49Les élèves étaient suivis à distance par les enseignants au travers des photos ou scans de leurs travaux (E4). Les compétences de création audiovisuelle des élèves, parfois méconnues, ont été mises en avant (P4), comme le souligne Axelle à propos des montages photos que l’enseignant d’arts plastiques attendait de son fils collégien : « ça avait pas l’air évident ».

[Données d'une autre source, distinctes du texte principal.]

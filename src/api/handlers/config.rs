use std::collections::HashMap;

use axum::extract::State;
use axum::Json;
use rust_decimal::Decimal;
use serde::{Deserialize, Serialize};

use super::{ok, ApiResult};
use crate::errors::AppError;
use crate::evaluation::RiskProfile;
use crate::AppState;

const MAX_LOSS_PCT: &str = "max_loss_pct";
const MUST_TP_PCT: &str = "must_tp_pct";
const ALLOWED_KEYS: &[&str] = &[MAX_LOSS_PCT, MUST_TP_PCT];

#[derive(Debug, Serialize)]
pub struct ConfigEntry {
    pub key: String,
    pub value: String,
}

fn apply_entry(profile: &mut RiskProfile, key: &str, value: Decimal) {
    match key {
        MAX_LOSS_PCT => profile.max_loss_pct = value,
        MUST_TP_PCT => profile.must_tp_pct = value,
        _ => {}
    }
}

/// Effective risk profile: env defaults, then stored overrides, then the
/// per-request override when given.
pub async fn resolve_risk_profile(
    state: &AppState,
    request_override: Option<RiskProfile>,
) -> Result<RiskProfile, AppError> {
    if let Some(profile) = request_override {
        profile.validate()?;
        return Ok(profile);
    }

    let mut profile = state.config.risk_profile();
    for entry in state.store.get_runtime_config().await? {
        if !ALLOWED_KEYS.contains(&entry.key.as_str()) {
            continue;
        }
        match entry.value.parse::<Decimal>() {
            Ok(value) => apply_entry(&mut profile, &entry.key, value),
            Err(e) => {
                tracing::warn!(key = %entry.key, value = %entry.value, error = %e, "Ignoring unparsable runtime config");
            }
        }
    }

    // Out-of-range stored values fall back to the environment defaults.
    if let Err(e) = profile.validate() {
        tracing::warn!(error = %e, "Stored risk profile is invalid, using environment defaults");
        return Ok(state.config.risk_profile());
    }
    Ok(profile)
}

fn entries(profile: &RiskProfile) -> Vec<ConfigEntry> {
    vec![
        ConfigEntry {
            key: MAX_LOSS_PCT.into(),
            value: profile.max_loss_pct.to_string(),
        },
        ConfigEntry {
            key: MUST_TP_PCT.into(),
            value: profile.must_tp_pct.to_string(),
        },
    ]
}

/// GET /api/config: effective risk profile
pub async fn get_config(State(state): State<AppState>) -> ApiResult<Vec<ConfigEntry>> {
    let profile = resolve_risk_profile(&state, None).await?;
    ok(entries(&profile))
}

#[derive(Debug, Deserialize)]
pub struct UpdateConfigRequest {
    pub entries: HashMap<String, String>,
}

/// PUT /api/config: store risk profile overrides
pub async fn update_config(
    State(state): State<AppState>,
    Json(body): Json<UpdateConfigRequest>,
) -> ApiResult<Vec<ConfigEntry>> {
    let filtered: HashMap<String, String> = body
        .entries
        .into_iter()
        .filter(|(k, _)| ALLOWED_KEYS.contains(&k.as_str()))
        .map(|(k, v)| (k, v.trim().to_string()))
        .collect();

    if filtered.is_empty() {
        return Err(AppError::BadRequest("No valid config keys provided".into()));
    }

    // Validate the merged result before anything is written.
    let mut candidate = resolve_risk_profile(&state, None).await?;
    for (key, raw) in &filtered {
        let value: Decimal = raw
            .parse()
            .map_err(|_| AppError::BadRequest(format!("{key} is not a decimal: {raw}")))?;
        apply_entry(&mut candidate, key, value);
    }
    candidate.validate()?;

    state.store.upsert_runtime_config(&filtered).await?;
    tracing::info!(
        max_loss_pct = %candidate.max_loss_pct,
        must_tp_pct = %candidate.must_tp_pct,
        "Risk profile updated"
    );

    ok(entries(&candidate))
}
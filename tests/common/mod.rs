use std::sync::Arc;

use axum::body::Body;
use axum::http::{Request, StatusCode};
use metrics_exporter_prometheus::PrometheusBuilder;
use sqlx::postgres::PgPoolOptions;
use sqlx::PgPool;
use tower::ServiceExt;

use trade_journal::api::router::create_router;
use trade_journal::api::ws_types::WsMessage;
use trade_journal::config::AppConfig;
use trade_journal::db::MemoryTradeStore;
use trade_journal::price_feed::{PriceCache, PriceFeedClient};
use trade_journal::AppState;

/// App state over an empty in-memory store. The Prometheus recorder is built
/// but not installed, so any number of tests can share one process.
#[allow(dead_code)]
pub fn test_state(config: AppConfig) -> AppState {
    let (ws_tx, _) = tokio::sync::broadcast::channel::<WsMessage>(16);
    let metrics_handle = PrometheusBuilder::new().build_recorder().handle();

    AppState {
        store: Arc::new(MemoryTradeStore::new()),
        price_feed: PriceFeedClient::new(config.price_feed_url.clone()),
        prices: PriceCache::new(),
        config,
        ws_tx,
        metrics_handle,
    }
}

#[allow(dead_code)]
pub fn build_test_app() -> axum::Router {
    create_router(test_state(AppConfig::default()))
}

#[allow(dead_code)]
pub fn build_test_app_with(config: AppConfig) -> axum::Router {
    create_router(test_state(config))
}

/// Send one request and decode the JSON body (`Null` for non-JSON bodies).
#[allow(dead_code)]
pub async fn send(
    app: &axum::Router,
    method: &str,
    uri: &str,
    body: Option<serde_json::Value>,
) -> (StatusCode, serde_json::Value) {
    send_with_token(app, method, uri, body, None).await
}

#[allow(dead_code)]
pub async fn send_with_token(
    app: &axum::Router,
    method: &str,
    uri: &str,
    body: Option<serde_json::Value>,
    token: Option<&str>,
) -> (StatusCode, serde_json::Value) {
    let mut builder = Request::builder().method(method).uri(uri);
    if let Some(token) = token {
        builder = builder.header("authorization", format!("Bearer {token}"));
    }
    let request = match body {
        Some(json) => builder
            .header("content-type", "application/json")
            .body(Body::from(serde_json::to_string(&json).unwrap()))
            .unwrap(),
        None => builder.body(Body::empty()).unwrap(),
    };

    let resp = app.clone().oneshot(request).await.unwrap();
    let status = resp.status();
    let bytes = axum::body::to_bytes(resp.into_body(), usize::MAX)
        .await
        .unwrap();
    let json = serde_json::from_slice(&bytes).unwrap_or(serde_json::Value::Null);
    (status, json)
}

/// Connect to the test database and run all migrations. Returns `None` when
/// `TEST_DATABASE_URL` is unset so database tests can be skipped.
#[allow(dead_code)]
pub async fn try_setup_test_db() -> Option<PgPool> {
    let url = std::env::var("TEST_DATABASE_URL").ok()?;

    let pool = PgPoolOptions::new()
        .max_connections(5)
        .connect(&url)
        .await
        .expect("Failed to connect to test database");

    sqlx::migrate!("./migrations")
        .run(&pool)
        .await
        .expect("Failed to run migrations");

    // Clean tables for test isolation
    sqlx::query("DELETE FROM trade_history").execute(&pool).await.ok();
    sqlx::query("DELETE FROM runtime_config").execute(&pool).await.ok();

    Some(pool)
}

50Ces nouvelles modalités d’apprentissage des élèves s’articulent avec de nouveaux usages de transmission des savoirs (E1) chez les parents. L’analyse du corpus a permis de mettre en lumière chez toutes les familles interrogées un glissement des rôles (R4), au sens du contrat pédagogique (Filloux, 1996). L’école à la maison a supposé pour les enseignants de prévoir des aides et supports à distance pour les élèves et leurs parents. Les parents ont assumé un travail d’étayage pédagogique et didactique (Capitanescu Benetti & D’Addona, 2020), voulant se rapprocher d’une double médiation pédagogique, tout en alliant liens affectifs (interactions relationnelles) et acquisition des connaissances (interactions épistémiques). Cela a mené à un glissement dans la relation parentale, notamment en ce qui concerne l’autorité et la légitimité des parents pour accompagner les apprentissages scolaires (E4). Laurine l’indique :
« pour les enfants […] c’est compliqué de se dire “OK devant moi j’ai quoi, j’ai ma maman ou j’ai la maîtresse ?” […] “pourquoi d’un coup maman devient maîtresse ? C’est pas possible” [...] ma petite elle m’a déjà dit “oui, mais la maîtresse m’a déjà dit c’est pas comme ça qu’on fait alors il faut faire comme la maîtresse dit” ».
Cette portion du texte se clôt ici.